Hayatta bazı borçlar vardır, nesiller geçse de hiçbir zaman ödeyemezsin.
Vefatının 80. Yılında Ulu Önderimiz Gazi Mustafa Kemal Atatürk’ü saygı ve minnet ile anıyorum. Bu vatan, bu gençlik, bu çocuklar sana büyük minnet borçlu. Varlığın ve bıraktıkların için sonsuz teşekkürler.

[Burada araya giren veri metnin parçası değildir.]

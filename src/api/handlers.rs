//! API Handlers
//!
//! HTTP request handlers for each catalog endpoint.

use std::sync::Arc;

use axum::{
    extract::{Path, Query, State},
    http::StatusCode,
    Json,
};
use chrono::Duration;
use serde_json::Value;

use crate::clock::{Clock, SystemClock};
use crate::config::Config;
use crate::error::{CatalogError, Result};
use crate::models::{HealthResponse, ItemDraft, ItemPatch, ItemsPage, ListQuery, Pagination};
use crate::stats::{StatsCache, StatsSnapshot};
use crate::store::{collection, Item, ItemStore};

/// Application state shared across all handlers.
///
/// Owns the store and the stats cache built on top of it. Every successful
/// mutation goes through here and invalidates the stats snapshot.
#[derive(Clone)]
pub struct AppState {
    /// Accessor for the JSON document
    pub store: Arc<ItemStore>,
    /// Memoized aggregate stats
    pub stats: Arc<StatsCache>,
    /// Page size when the client sends none
    pub default_page_limit: usize,
    /// Upper bound on client page size
    pub max_page_limit: usize,
}

impl AppState {
    /// Creates a new AppState from configuration using the system clock.
    pub fn from_config(config: &Config) -> Self {
        Self::with_clock(config, Arc::new(SystemClock))
    }

    /// Creates a new AppState from configuration with an injected clock.
    pub fn with_clock(config: &Config, clock: Arc<dyn Clock>) -> Self {
        let store = Arc::new(ItemStore::with_clock(&config.data_path, clock.clone()));
        let stats = Arc::new(StatsCache::new(
            store.clone(),
            clock,
            Duration::seconds(config.stats_ttl.min(i64::MAX as u64 / 1000) as i64),
            config.empty_stats_policy,
        ));
        Self {
            store,
            stats,
            default_page_limit: config.default_page_limit,
            max_page_limit: config.max_page_limit,
        }
    }
}

/// Path ids that are not integers can never match a stored item.
fn parse_id(raw: &str) -> Result<i64> {
    raw.trim()
        .parse::<i64>()
        .map_err(|_| CatalogError::NotFound(raw.to_string()))
}

/// Handler for GET /api/items
///
/// Optional `q` filters on name or category; `page` and `limit` slice the
/// matches.
pub async fn list_items_handler(
    State(state): State<AppState>,
    Query(query): Query<ListQuery>,
) -> Result<Json<ItemsPage>> {
    let (page, limit) = query.page_and_limit(state.default_page_limit, state.max_page_limit)?;

    let matches = state.store.search(query.term()).await?;
    let total = matches.len();

    Ok(Json(ItemsPage {
        items: collection::paginate(matches, page, limit),
        pagination: Pagination::new(total, page, limit),
    }))
}

/// Handler for GET /api/items/:id
pub async fn get_item_handler(
    State(state): State<AppState>,
    Path(id): Path<String>,
) -> Result<Json<Item>> {
    let id = parse_id(&id)?;
    Ok(Json(state.store.find_by_id(id).await?))
}

/// Handler for POST /api/items
pub async fn create_item_handler(
    State(state): State<AppState>,
    Json(body): Json<Value>,
) -> Result<(StatusCode, Json<Item>)> {
    let draft = ItemDraft::from_value(&body)?;
    let item = state.store.create(draft).await?;
    state.stats.invalidate();

    Ok((StatusCode::CREATED, Json(item)))
}

/// Handler for PUT/PATCH /api/items/:id
///
/// Shallow merge; a body `id` that differs from the path is a conflict.
pub async fn update_item_handler(
    State(state): State<AppState>,
    Path(id): Path<String>,
    Json(body): Json<Value>,
) -> Result<Json<Item>> {
    let id = parse_id(&id)?;
    let patch = ItemPatch::from_value(&body)?;
    let item = state.store.update(id, patch).await?;
    state.stats.invalidate();

    Ok(Json(item))
}

/// Handler for DELETE /api/items/:id
///
/// Returns the removed record.
pub async fn delete_item_handler(
    State(state): State<AppState>,
    Path(id): Path<String>,
) -> Result<Json<Item>> {
    let id = parse_id(&id)?;
    let item = state.store.delete(id).await?;
    state.stats.invalidate();

    Ok(Json(item))
}

/// Handler for GET /api/stats
pub async fn stats_handler(State(state): State<AppState>) -> Result<Json<StatsSnapshot>> {
    Ok(Json(state.stats.get().await?))
}

/// Handler for GET /health
pub async fn health_handler() -> Json<HealthResponse> {
    Json(HealthResponse::healthy())
}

Özlem demişken bir de çocukluğumdaki müzikleri çok özlüyorum. Birkaç gün önce trafikte bir radyo canlı yayınında Jale Bekar’a denk geldim. Kendisi hakikaten bu ülkedeki en özel isimlerden. Geçmişten günümüze yaptığı sohbeti beni de alıp uzaklara götürdü. Garo Mafyan’dan albüm teklifi geldiğindeki heyecanı, stüdyo çalışmaları dinledikçe o kadar heyecan verici ki... Garo Mafyan eğer ilk okumada şarkı tamamsa ikinci bir okumaya ihtiyaç duymazmış. Sanıyorum ki Jale Bekar albümü de dört günlük bir sürede olmuş. 2012 yılında televizyon programı yaparken de beni kırmamış programıma konuk olmuş, güler yüzü, enerjisi ve unutulmaz şarkıları ile programına büyük renk, unutulmaz anılar katmıştı.
Günümüz stüdyo çalışmalarında ise bir şarkının kaydını alabilmek için yaklaşık 30 ile 50 arasında okuma yapıyorsunuz ve şarkının her okumadaki uygun kelimesini kesip biçip size tek bir parça olmuş halini sunuyorlar. Acaba bunun nedeni akustikte dijitale geçiş mi? Yoksa insanların yetenekleri yerine kendilerini sergileme arzusu mu? Yaşam şekilleri değişip, kitle iletişim araçlarının kullanımıyla birlikte sanıyorum ki insanların üretmeme, hazırdan yeme dürtüleri arttı. Ve yorulmadan en kısa yoldan para kazanıp kendilerini tanıma isteği ile alakasız bir sürü şarkıcı, oyuncu, blog yazarı, sosyal medya fenomeni türedide türedi.
Diyeceğim o ki eğitim seviyesi düştükçe, gelişim ve üretimde düşüyor ve hazır buldumculuk artıyor da artıyor... Eski günlerin özlem ve hasreti ile;
Sevgi ve müzikle kalın...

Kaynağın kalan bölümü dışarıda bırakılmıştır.